Selang beberapa saat menunggu, akhirnya dokter keluar dengan seragam medisnya. Yovandra langsung menghampiri dokter itu dan bertanya mengenai kondisi putranya.
"Bagaimana keadaan putra saya dok?" Tanya Yovandra.
Dokter itu melepas maskernya, dia menghela nafas pelan yang menandakan suatu hal yang buruk sedang terjadi.
"Keadaan putra anda sangat buruk. Benturan yang di terimanya cukup keras, hingga membuat keretakan pada bagian belakang kepalanya. Kabar baiknya, kami berhasil menghentikan pendarahannya. Namun ... kabar terburuknya, maaf tuan ...,"

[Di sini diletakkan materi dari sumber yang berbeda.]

use std::sync::Arc;
use std::time::Duration;

use tokio::sync::{Notify, broadcast, watch};
use tracing::{error, warn};

use crate::domain::{Direction, GridState, GridTuning, PlayerState};
use crate::interface_adapters::net::EngineTransport;
use crate::interface_adapters::protocol::EngineEvent;
use crate::use_cases::round::RoundCoordinator;
use crate::use_cases::types::{GamePhase, GameSetup, PlayerSnapshot, WorldUpdate};

/// The game tick line. Single-threaded owner of all game state: every tick
/// it drains the transport queue, feeds the events through the round state
/// machine, sends whatever move the machine produced, and broadcasts a
/// snapshot for collaborators. All state mutation happens here, so the
/// board needs no locking.
pub async fn client_task(
    mut transport: EngineTransport,
    setup: GameSetup,
    direction_rx: watch::Receiver<Direction>,
    world_tx: broadcast::Sender<WorldUpdate>,
    phase_tx: watch::Sender<GamePhase>,
    tick_interval: Duration,
    shutdown: Arc<Notify>,
) {
    let mut grid = GridState::new(GridTuning::default());
    for (pid, start) in &setup.starting_positions {
        grid.add_player(
            pid.clone(),
            PlayerState::new(start.x, start.y, start.direction),
        );
    }

    let initial_direction = setup
        .starting_positions
        .get(&setup.local_pid)
        .map(|start| start.direction)
        .unwrap_or(*direction_rx.borrow());
    let mut coordinator =
        RoundCoordinator::new(setup.local_pid.clone(), grid, initial_direction);

    // Drive the reactive state machine at a fixed cadence. The engine sets
    // the round pace; the tick rate only bounds how quickly we notice.
    let mut interval = tokio::time::interval(tick_interval);

    loop {
        tokio::select! {
            _ = shutdown.notified() => {
                // Exit cleanly when the embedding app tears the game down.
                break;
            }
            _ = interval.tick() => {}
        }

        coordinator.set_provisional_direction(*direction_rx.borrow());

        let events = match transport.drain_events() {
            Ok(events) => events,
            Err(e) => {
                error!(error = ?e, "transport unusable; stopping game loop");
                break;
            }
        };

        for event in events {
            if let Some(outbound) = coordinator.on_event(event) {
                if let Err(e) = transport.send(&EngineEvent::Move(outbound)).await {
                    // Non-fatal: the engine re-announces the round if it
                    // never hears from us.
                    warn!(error = ?e, "failed to send move; awaiting next round start");
                }
            }
        }

        let _ = world_tx.send(snapshot(&mut coordinator, &setup));

        if let Some(order) = coordinator.death_order() {
            let _ = phase_tx.send(GamePhase::Over {
                death_order: order.to_vec(),
            });
            break;
        }
    }

    transport.close();
}

fn snapshot(coordinator: &mut RoundCoordinator, setup: &GameSetup) -> WorldUpdate {
    let mut players: Vec<PlayerSnapshot> = coordinator
        .grid()
        .players()
        .map(|(pid, state)| PlayerSnapshot {
            pid: pid.to_string(),
            nickname: setup.nickname(pid),
            x: state.x,
            y: state.y,
            direction: state.direction,
            alive: state.alive,
        })
        .collect();
    // Roster iteration order is arbitrary; keep snapshots deterministic.
    players.sort_by(|a, b| a.pid.cmp(&b.pid));

    WorldUpdate {
        round: coordinator.round(),
        players,
        newly_occupied: coordinator.take_claimed_cells(),
    }
}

"Putra anda mengalami koma."
"Apa?!" Tubuh Yovandra langsung lemas seketika, dia tak mampu lagi menopang tubuhnya. Hingga dokter itu pun menahan bobot tubuh pria itu.
"Tuan, tolong tenang kan diri anda!" Seru dokter tersebut.
"Altaf." Lirih Yovandra dengan mata berkaca-kaca.
Yovandra jadi teringat masa-masa kebersamaannya dengan sang putra. Senyuman hangat putranya, wajah kesal putranya yang terlihat sangat menggemaskan.
"Papa jahat! Papa jahat! Altaf mau mama!" Itulah perkataan terakhir kali sebelum Altaf mengalami kejadian yang buruk ini.
"Maafkan Papa Altaf. Jangan tinggalkan Papa nak. Papa cuman punya Altaf." Batin Yovandra dengan air mata yang menetes di pipinya.
.
.
.
Pagi hari, Qiara kembali masuk ke sekolahnya. Sesampainya di kelas, dirinya melihat para temannya sedang membicarakan sesuatu hingga tak menyadari kehadirannya.
"Kalian lagi celita apa?" Tanya Qiara sembari menaruh tasnya di kursi.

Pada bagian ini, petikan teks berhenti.